Sion opened his eyes and looked at the screens, at the desert, at the facility that was supposed to be invincible.

"Keep watching," he said again.

Theon was silent. The simulations ran. The researchers argued. The clock counted down.

The screens flickered. Sion watched the trajectory lines shift, the leviathans moving faster than any model predicted.

Tsunamis rose in their wake, walls of water that swallowed islands and reshaped coastlines.

The numbers on the display climbed, fell, climbed again. Faust's speed had doubled in the past hour. Regie had tripled.

"They are converging," a researcher said. "The serpent and the mountain. They are moving in sync."

Sion said nothing. His finger tapped the railing of the console, a slow rhythm that matched the pulse of the facility's core.

Theon's voice came through the connection, thin and strained. "My vision is blurring."

Sion straightened. "Explain."

"Something is in the way. Blue particles. A higher dimensional temporal manifold." Theon's breath quickened. "It is folding the futures. I cannot see past it."

The screens continued to show the leviathans' progress. Eleven hours became ten. Ten became nine.

"I hear something," Theon said.

"What?"

"A clicking. Low. Coming from inside my head."

Sion glanced at the containment chamber feed. Theon was still chained to the wall, his body rigid, his eyes open. The gold iris of his modified eye was contracting and expanding rapidly, the vertical slit flickering.

"It is looking at me," Theon whispered. "The thing. The beast is staring at me!"

Sion's hand moved to the console. His finger hovered over the release button for the Morbus containment. "You are compromised."

"It is blocking me!" Theon's voice rose, cracking. "It knows I am watching. It knows where I am. It knows—"
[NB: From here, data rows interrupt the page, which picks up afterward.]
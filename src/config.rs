use std::path::{Path, PathBuf};

use serde::{Deserialize, Serialize};

use crate::error::{GatorError, Result};

pub const CONFIG_FILE_NAME: &str = ".gatorconfig.json";

/// Environment variable that overrides the config file location.
pub const CONFIG_ENV_VAR: &str = "GATOR_CONFIG";

#[derive(Debug, Clone, Default, PartialEq, Eq, Serialize, Deserialize)]
pub struct Config {
    pub db_url: String,
    #[serde(default)]
    pub current_user_name: String,
}

impl Config {
    /// The logged in user's name, if any.
    pub fn current_user(&self) -> Option<&str> {
        if self.current_user_name.is_empty() {
            None
        } else {
            Some(&self.current_user_name)
        }
    }

    /// Parse config from a JSON string (useful for testing)
    pub fn from_str(content: &str) -> Result<Self> {
        let config: Config = serde_json::from_str(content)?;
        Ok(config)
    }
}

/// Reads and rewrites the config document at a fixed path.
#[derive(Debug, Clone)]
pub struct ConfigStore {
    path: PathBuf,
}

impl ConfigStore {
    pub fn new<P: AsRef<Path>>(path: P) -> Self {
        Self {
            path: path.as_ref().to_path_buf(),
        }
    }

    /// `$GATOR_CONFIG` if set, otherwise `~/.gatorconfig.json`.
    pub fn default_location() -> Result<Self> {
        if let Ok(path) = std::env::var(CONFIG_ENV_VAR) {
            return Ok(Self::new(path));
        }
        let home = dirs::home_dir()
            .ok_or_else(|| GatorError::Config("could not resolve home directory".to_string()))?;
        Ok(Self::new(home.join(CONFIG_FILE_NAME)))
    }

    pub fn path(&self) -> &Path {
        &self.path
    }

    pub fn read(&self) -> Result<Config> {
        let content = std::fs::read_to_string(&self.path).map_err(|e| {
            GatorError::Config(format!("could not read {}: {}", self.path.display(), e))
        })?;
        Config::from_str(&content)
    }

    pub fn write(&self, config: &Config) -> Result<()> {
        let content = serde_json::to_string_pretty(config)?;
        std::fs::write(&self.path, content)?;
        Ok(())
    }

    /// Point the config at `name` and persist it.
    pub fn set_user(&self, config: &mut Config, name: &str) -> Result<()> {
        config.current_user_name = name.to_string();
        self.write(config)
    }
}

#[cfg(test)]
mod tests {
    use super::*;
    use std::io::Write;
    use tempfile::NamedTempFile;

    #[test]
    fn test_read_valid_config() {
        let content = r#"{"db_url": "sqlite:gator.db", "current_user_name": "alice"}"#;

        let mut temp_file = NamedTempFile::new().unwrap();
        temp_file.write_all(content.as_bytes()).unwrap();

        let config = ConfigStore::new(temp_file.path()).read().unwrap();

        assert_eq!(config.db_url, "sqlite:gator.db");
        assert_eq!(config.current_user(), Some("alice"));
    }

    #[test]
    fn test_current_user_defaults_to_none() {
        let config = Config::from_str(r#"{"db_url": "sqlite::memory:"}"#).unwrap();
        assert_eq!(config.current_user_name, "");
        assert_eq!(config.current_user(), None);
    }

    #[test]
    fn test_read_missing_file() {
        let result = ConfigStore::new("/nonexistent/path/.gatorconfig.json").read();
        assert!(matches!(result, Err(GatorError::Config(_))));
    }

    #[test]
    fn test_read_invalid_json() {
        let mut temp_file = NamedTempFile::new().unwrap();
        temp_file.write_all(b"this is not json {{{").unwrap();

        let result = ConfigStore::new(temp_file.path()).read();
        assert!(matches!(result, Err(GatorError::Json(_))));
    }

    #[test]
    fn test_missing_db_url_is_rejected() {
        let result = Config::from_str(r#"{"current_user_name": "alice"}"#);
        assert!(result.is_err());
    }

    #[test]
    fn test_set_user_rewrites_file() {
        let dir = tempfile::tempdir().unwrap();
        let store = ConfigStore::new(dir.path().join(CONFIG_FILE_NAME));
        let mut config = Config {
            db_url: "sqlite::memory:".to_string(),
            current_user_name: String::new(),
        };
        store.write(&config).unwrap();

        store.set_user(&mut config, "bob").unwrap();

        assert_eq!(config.current_user_name, "bob");
        let reread = store.read().unwrap();
        assert_eq!(reread, config);
    }
}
The scream that followed was not human. Theon's back arched, his spine bending backward until his head touched his heels.

His alveoli burst, the sound of popping balloons echoing through the containment chamber.
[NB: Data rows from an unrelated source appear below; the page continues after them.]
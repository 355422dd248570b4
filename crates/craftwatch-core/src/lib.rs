//! craftwatch-core - Core library for Craftwatch
//!
//! This crate contains the server models, the status probe, the reconciler and
//! refresh scheduler, and the clients for the hosted auth/database backend
//! shared by every Craftwatch interface.

pub mod analytics;
pub mod auth;
pub mod config;
pub mod error;
pub mod models;
pub mod probe;
pub mod reconcile;
pub mod scheduler;
pub mod services;
pub mod store;
pub mod util;

pub use error::{Error, Result};
pub use models::{ServerId, ServerRecord, ServerStatus};
pub use probe::{ProbeResult, StatusProbe};
pub use reconcile::ServerReconciler;
pub use scheduler::{DashboardView, RefreshScheduler, RefreshState};
pub use store::{ServerStore, SupabaseStore};
//! Probe-and-merge pass over a batch of server records.

use std::sync::Arc;

use futures::future::join_all;
use tokio_util::sync::CancellationToken;

use crate::models::{ServerPatch, ServerRecord, StatusUpdate};
use crate::probe::StatusProbe;
use crate::store::ServerStore;

/// Probes every server concurrently and folds the results back in.
///
/// Records without a probe address are passed through untouched. A record
/// whose status changed is written back to the store; write failures are
/// logged and the probed value is still returned.
pub struct ServerReconciler<P, S> {
    probe: Arc<P>,
    store: Arc<S>,
}

impl<P, S> Clone for ServerReconciler<P, S> {
    fn clone(&self) -> Self {
        Self {
            probe: Arc::clone(&self.probe),
            store: Arc::clone(&self.store),
        }
    }
}

impl<P: StatusProbe, S: ServerStore> ServerReconciler<P, S> {
    pub fn new(probe: Arc<P>, store: Arc<S>) -> Self {
        Self { probe, store }
    }

    pub fn probe(&self) -> &P {
        &self.probe
    }

    /// Reconcile `servers`, returning one record per input in the same order.
    ///
    /// Once `cancel` fires, records whose probe has not finished are returned
    /// unchanged and no further writes are issued.
    pub async fn reconcile(
        &self,
        servers: Vec<ServerRecord>,
        cancel: &CancellationToken,
    ) -> Vec<ServerRecord> {
        let probes = servers
            .into_iter()
            .map(|server| self.reconcile_one(server, cancel));
        join_all(probes).await
    }

    async fn reconcile_one(
        &self,
        server: ServerRecord,
        cancel: &CancellationToken,
    ) -> ServerRecord {
        let Some(address) = server.probe_address() else {
            tracing::debug!("Skipping server {} without an address", server.id);
            return server;
        };

        let result = tokio::select! {
            biased;
            () = cancel.cancelled() => return server,
            result = self.probe.probe(&address) => result,
        };
        if cancel.is_cancelled() {
            return server;
        }

        let update = StatusUpdate::from(&result);
        let merged = server.with_status(update);
        if merged.status != server.status {
            tracing::info!(
                "Server {} ({}) is now {}",
                merged.name,
                address,
                merged.status
            );
            if let Err(error) = self
                .store
                .update(&merged.id, ServerPatch::from(update))
                .await
            {
                tracing::warn!("Failed to persist status for server {}: {}", merged.id, error);
            }
        }
        merged
    }
}
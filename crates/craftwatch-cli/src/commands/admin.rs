use chrono::Utc;

use crate::cli::AdminCommands;
use crate::commands::common::{connect, format_analytics_lines, format_user_lines};
use crate::error::CliError;

pub async fn run_admin(
    command: AdminCommands,
    global_profile: Option<&str>,
) -> Result<(), CliError> {
    let admin = connect(global_profile).await?.admin();

    match command {
        AdminCommands::Users { json } => {
            let users = admin.list_users().await?;
            if json {
                println!("{}", serde_json::to_string_pretty(&users)?);
            } else {
                for line in format_user_lines(&users) {
                    println!("{line}");
                }
            }
        }
        AdminCommands::Analytics { period, json } => {
            let report = admin.analytics(period, Utc::now()).await?;
            if json {
                println!("{}", serde_json::to_string_pretty(&report)?);
            } else {
                for line in format_analytics_lines(&report) {
                    println!("{line}");
                }
            }
        }
        AdminCommands::Delete { id } => {
            admin.delete_user(id.trim()).await?;
            println!("Deleted user {}", id.trim());
        }
        AdminCommands::ToggleAdmin { id } => {
            let is_admin = admin.toggle_admin(id.trim()).await?;
            let role = if is_admin { "an admin" } else { "a regular user" };
            println!("User {} is now {role}", id.trim());
        }
    }
    Ok(())
}
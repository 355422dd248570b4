//! Persistence collaborators for server records and account profiles.
//!
//! The hosted backend owns storage and enforces that callers only see their
//! own rows; these traits are the seam the rest of the crate talks through.

mod memory;
mod supabase;

use std::future::Future;

use crate::error::Result;
use crate::models::{NewServer, Profile, ServerId, ServerPatch, ServerRecord};

pub use memory::InMemoryServerStore;
pub use supabase::SupabaseStore;

/// Record-oriented store for server entries, scoped to the signed-in owner.
pub trait ServerStore: Send + Sync + 'static {
    /// List the owner's servers, oldest first
    fn list(&self, owner_id: &str) -> impl Future<Output = Result<Vec<ServerRecord>>> + Send;

    /// Insert a server and return the stored row (with its assigned id)
    fn insert(&self, server: NewServer) -> impl Future<Output = Result<ServerRecord>> + Send;

    /// Apply a partial update
    fn update(&self, id: &ServerId, patch: ServerPatch) -> impl Future<Output = Result<()>> + Send;

    /// Delete a server
    fn delete(&self, id: &ServerId) -> impl Future<Output = Result<()>> + Send;
}

/// Account profiles, readable by admins.
pub trait ProfileStore: Send + Sync + 'static {
    /// All profiles, newest first
    fn list_profiles(&self) -> impl Future<Output = Result<Vec<Profile>>> + Send;

    fn get_profile(&self, id: &str) -> impl Future<Output = Result<Option<Profile>>> + Send;

    fn delete_profile(&self, id: &str) -> impl Future<Output = Result<()>> + Send;

    fn set_admin(&self, id: &str, is_admin: bool) -> impl Future<Output = Result<()>> + Send;
}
Blood sprayed from his mouth, his nose, his ears. His eyes, both of them, ruptured in their sockets, the vitreous humor spraying across the glass wall of the box.

His tongue shot forward, stretching, elongating, reaching past his chin, past his chest, until it hung like a pink rope from the ruins of his face.

The gold iris of his modified eye stared at nothing. The phantasms glowed faintly, their sigils pulsing in rhythm with the heartbeat that had stopped.

Sion looked at the containment chamber feed for a long moment. Then he looked at the screens, at the leviathans, at the countdown that had reached eight hours.

"Seal the chamber," he said. "Initiate decontamination protocols."

A researcher nodded, her hands shaking as she typed. "Theon is dead."

"I know."

The console beeped. A new trajectory line appeared on the map. Faust had changed course again, turning toward the continent's interior, toward the desert, toward the facility buried beneath the sand.

Sion watched the line advance and said nothing. The screens showed Faust's trajectory, the serpent cutting across the ocean toward the continent's interior. Eight hours became seven. The facility's sensors tracked the leviathan's passage, the shockwaves of its movement registering on seismographs buried in the desert bedrock.

Sion took a long sigh and straightened his shoulders and turned away from the consoles.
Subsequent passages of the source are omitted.